(RECORDS TO USE begins)
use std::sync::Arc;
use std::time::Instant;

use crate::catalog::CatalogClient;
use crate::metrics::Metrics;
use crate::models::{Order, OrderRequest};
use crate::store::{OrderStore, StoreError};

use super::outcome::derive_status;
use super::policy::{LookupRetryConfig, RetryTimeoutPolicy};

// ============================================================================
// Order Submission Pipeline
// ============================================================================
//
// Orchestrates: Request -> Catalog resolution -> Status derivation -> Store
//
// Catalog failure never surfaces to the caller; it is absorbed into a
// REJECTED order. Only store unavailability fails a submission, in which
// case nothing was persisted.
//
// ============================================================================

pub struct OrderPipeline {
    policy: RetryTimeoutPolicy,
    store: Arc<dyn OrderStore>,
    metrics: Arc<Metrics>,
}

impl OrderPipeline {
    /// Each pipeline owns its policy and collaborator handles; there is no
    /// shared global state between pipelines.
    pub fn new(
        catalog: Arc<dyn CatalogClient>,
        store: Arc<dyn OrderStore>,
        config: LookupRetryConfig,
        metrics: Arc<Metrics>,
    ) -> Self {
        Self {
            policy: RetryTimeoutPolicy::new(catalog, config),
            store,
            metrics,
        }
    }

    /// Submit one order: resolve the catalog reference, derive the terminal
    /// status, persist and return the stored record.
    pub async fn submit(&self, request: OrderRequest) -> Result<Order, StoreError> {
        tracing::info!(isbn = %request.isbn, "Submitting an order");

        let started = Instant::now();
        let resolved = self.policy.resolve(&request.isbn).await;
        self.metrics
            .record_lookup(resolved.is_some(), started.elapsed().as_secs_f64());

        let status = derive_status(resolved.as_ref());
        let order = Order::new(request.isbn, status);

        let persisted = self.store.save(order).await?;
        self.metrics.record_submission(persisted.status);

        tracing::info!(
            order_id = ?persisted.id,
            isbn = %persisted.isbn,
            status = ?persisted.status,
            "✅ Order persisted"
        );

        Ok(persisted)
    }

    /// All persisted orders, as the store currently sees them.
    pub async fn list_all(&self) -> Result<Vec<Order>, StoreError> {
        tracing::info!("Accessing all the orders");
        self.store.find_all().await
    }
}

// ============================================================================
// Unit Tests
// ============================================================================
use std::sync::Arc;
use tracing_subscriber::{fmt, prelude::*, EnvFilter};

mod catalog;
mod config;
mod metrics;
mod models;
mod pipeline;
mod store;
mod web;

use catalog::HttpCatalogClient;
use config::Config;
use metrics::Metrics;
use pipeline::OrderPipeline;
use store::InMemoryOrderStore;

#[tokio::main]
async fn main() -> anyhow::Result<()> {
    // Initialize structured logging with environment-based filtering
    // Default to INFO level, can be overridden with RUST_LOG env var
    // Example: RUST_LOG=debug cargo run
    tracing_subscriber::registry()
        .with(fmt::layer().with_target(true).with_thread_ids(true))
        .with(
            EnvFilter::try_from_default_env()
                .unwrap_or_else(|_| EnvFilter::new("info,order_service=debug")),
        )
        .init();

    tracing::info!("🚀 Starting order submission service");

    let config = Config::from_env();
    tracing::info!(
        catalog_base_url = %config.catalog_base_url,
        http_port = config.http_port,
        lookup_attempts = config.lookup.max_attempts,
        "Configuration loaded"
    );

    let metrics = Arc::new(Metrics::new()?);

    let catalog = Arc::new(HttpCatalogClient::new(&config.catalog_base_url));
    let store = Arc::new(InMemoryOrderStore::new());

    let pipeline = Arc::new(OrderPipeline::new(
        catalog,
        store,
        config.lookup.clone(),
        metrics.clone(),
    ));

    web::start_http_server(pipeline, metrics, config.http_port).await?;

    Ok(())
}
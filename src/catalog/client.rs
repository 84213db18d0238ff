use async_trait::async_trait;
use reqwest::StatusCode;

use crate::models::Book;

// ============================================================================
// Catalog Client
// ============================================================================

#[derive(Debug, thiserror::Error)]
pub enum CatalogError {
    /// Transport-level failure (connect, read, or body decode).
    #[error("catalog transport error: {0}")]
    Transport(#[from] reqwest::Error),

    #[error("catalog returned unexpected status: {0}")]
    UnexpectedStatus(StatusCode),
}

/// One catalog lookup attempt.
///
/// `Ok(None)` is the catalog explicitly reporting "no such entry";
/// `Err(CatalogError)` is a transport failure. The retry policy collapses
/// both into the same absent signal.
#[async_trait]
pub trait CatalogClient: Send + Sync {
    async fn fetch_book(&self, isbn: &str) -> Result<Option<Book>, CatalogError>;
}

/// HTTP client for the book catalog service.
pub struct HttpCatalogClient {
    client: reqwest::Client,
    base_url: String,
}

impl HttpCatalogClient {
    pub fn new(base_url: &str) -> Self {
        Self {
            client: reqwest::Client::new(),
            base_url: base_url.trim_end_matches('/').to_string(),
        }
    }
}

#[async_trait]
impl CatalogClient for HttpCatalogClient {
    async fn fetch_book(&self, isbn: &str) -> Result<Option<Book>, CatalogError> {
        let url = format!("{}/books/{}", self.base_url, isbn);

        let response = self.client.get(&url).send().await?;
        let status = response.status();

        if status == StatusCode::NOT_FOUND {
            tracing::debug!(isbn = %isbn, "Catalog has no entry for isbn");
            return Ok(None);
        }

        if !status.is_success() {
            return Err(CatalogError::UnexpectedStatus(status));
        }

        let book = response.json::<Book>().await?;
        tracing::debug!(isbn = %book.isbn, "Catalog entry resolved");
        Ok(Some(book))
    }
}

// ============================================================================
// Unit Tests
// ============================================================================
(RECORDS TO USE ends)
Go through the records and show every line with the string "into" in it.

### YOUR RESPONSE
// Catalog failure never surfaces to the caller; it is absorbed into a
/// both into the same absent signal.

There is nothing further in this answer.